From the records below, transcribe only the lines running from the one with "let mut recv_buf" through the one with "ID mismatch from". Keep both of those end lines.

Stored items:
════

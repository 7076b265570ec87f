//! UDP upstream client (RFC 1035 §4.2.1)
//!
//! One transient socket per query: bind an ephemeral port, connect to the
//! resolver, send once, receive once. Replies are limited to 512 bytes
//! unless configured otherwise; there is no EDNS(0) negotiation.

use async_trait::async_trait;
use dns_relay_application::ports::UpstreamClient;
use dns_relay_domain::wire::MAX_UDP_MESSAGE_SIZE;
use dns_relay_domain::DomainError;
use std::net::{Ipv4Addr, Ipv6Addr, SocketAddr};
use std::time::Duration;
use tokio::net::UdpSocket;
use tracing::debug;

const DEFAULT_TIMEOUT: Duration = Duration::from_secs(5);

pub struct UdpUpstreamClient {
    server_addr: SocketAddr,
    timeout: Duration,
    max_response_size: usize,
}

impl UdpUpstreamClient {
    pub fn new(server_addr: SocketAddr) -> Self {
        Self {
            server_addr,
            timeout: DEFAULT_TIMEOUT,
            max_response_size: MAX_UDP_MESSAGE_SIZE,
        }
    }

    pub fn with_timeout(mut self, timeout: Duration) -> Self {
        self.timeout = timeout;
        self
    }

    pub fn with_max_response_size(mut self, max_response_size: usize) -> Self {
        self.max_response_size = max_response_size;
        self
    }

    fn unreachable(&self, e: std::io::Error) -> DomainError {
        DomainError::UpstreamUnreachable {
            server: self.server_addr.to_string(),
            reason: e.to_string(),
        }
    }
}

#[async_trait]
impl UpstreamClient for UdpUpstreamClient {
    async fn query(&self, datagram: &[u8]) -> Result<Vec<u8>, DomainError> {
        // Bind to ephemeral port (0 = OS assigns)
        let bind_addr: SocketAddr = if self.server_addr.is_ipv4() {
            (Ipv4Addr::UNSPECIFIED, 0).into()
        } else {
            (Ipv6Addr::UNSPECIFIED, 0).into()
        };

        let socket = UdpSocket::bind(bind_addr)
            .await
            .map_err(|e| DomainError::Io(format!("Failed to bind UDP socket: {}", e)))?;

        // Connected socket: datagrams from other peers never reach recv()
        socket
            .connect(self.server_addr)
            .await
            .map_err(|e| self.unreachable(e))?;

        let bytes_sent = socket.send(datagram).await.map_err(|e| self.unreachable(e))?;

        debug!(
            server = %self.server_addr,
            bytes_sent = bytes_sent,
            "UDP query sent"
        );

        let mut recv_buf = vec![0u8; self.max_response_size];

        let bytes_received = tokio::time::timeout(self.timeout, socket.recv(&mut recv_buf))
            .await
            .map_err(|_| DomainError::UpstreamTimeout {
                server: self.server_addr.to_string(),
            })?
            .map_err(|e| self.unreachable(e))?;

        recv_buf.truncate(bytes_received);
        validate_response_id(datagram, &recv_buf, self.server_addr)?;

        debug!(
            server = %self.server_addr,
            bytes_received = bytes_received,
            "UDP response received"
        );

        Ok(recv_buf)
    }

    fn server(&self) -> String {
        self.server_addr.to_string()
    }
}

/// The reply must carry the transaction ID of the query it answers.
fn validate_response_id(
    query: &[u8],
    response: &[u8],
    server: SocketAddr,
) -> Result<(), DomainError> {
    let (Some(query_id), Some(response_id)) = (query.get(..2), response.get(..2)) else {
        return Err(DomainError::MalformedResponse(format!(
            "reply from {} too short to carry a transaction ID",
            server
        )));
    };

    if query_id != response_id {
        return Err(DomainError::MalformedResponse(format!(
            "transaction ID mismatch from {}: sent {:02x}{:02x}, got {:02x}{:02x}",
            server, query_id[0], query_id[1], response_id[0], response_id[1]
        )));
    }

    Ok(())
}

#[cfg(test)]
#[path = "udp_test.rs"]
mod tests;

════

# RESULT:
        let mut recv_buf = vec![0u8; self.max_response_size];

        let bytes_received = tokio::time::timeout(self.timeout, socket.recv(&mut recv_buf))
            .await
            .map_err(|_| DomainError::UpstreamTimeout {
                server: self.server_addr.to_string(),
            })?
            .map_err(|e| self.unreachable(e))?;

        recv_buf.truncate(bytes_received);
        validate_response_id(datagram, &recv_buf, self.server_addr)?;

        debug!(
            server = %self.server_addr,
            bytes_received = bytes_received,
            "UDP response received"
        );

        Ok(recv_buf)
    }

    fn server(&self) -> String {
        self.server_addr.to_string()
    }
}

/// The reply must carry the transaction ID of the query it answers.
fn validate_response_id(
    query: &[u8],
    response: &[u8],
    server: SocketAddr,
) -> Result<(), DomainError> {
    let (Some(query_id), Some(response_id)) = (query.get(..2), response.get(..2)) else {
        return Err(DomainError::MalformedResponse(format!(
            "reply from {} too short to carry a transaction ID",
            server
        )));
    };

    if query_id != response_id {
        return Err(DomainError::MalformedResponse(format!(
            "transaction ID mismatch from {}: sent {:02x}{:02x}, got {:02x}{:02x}",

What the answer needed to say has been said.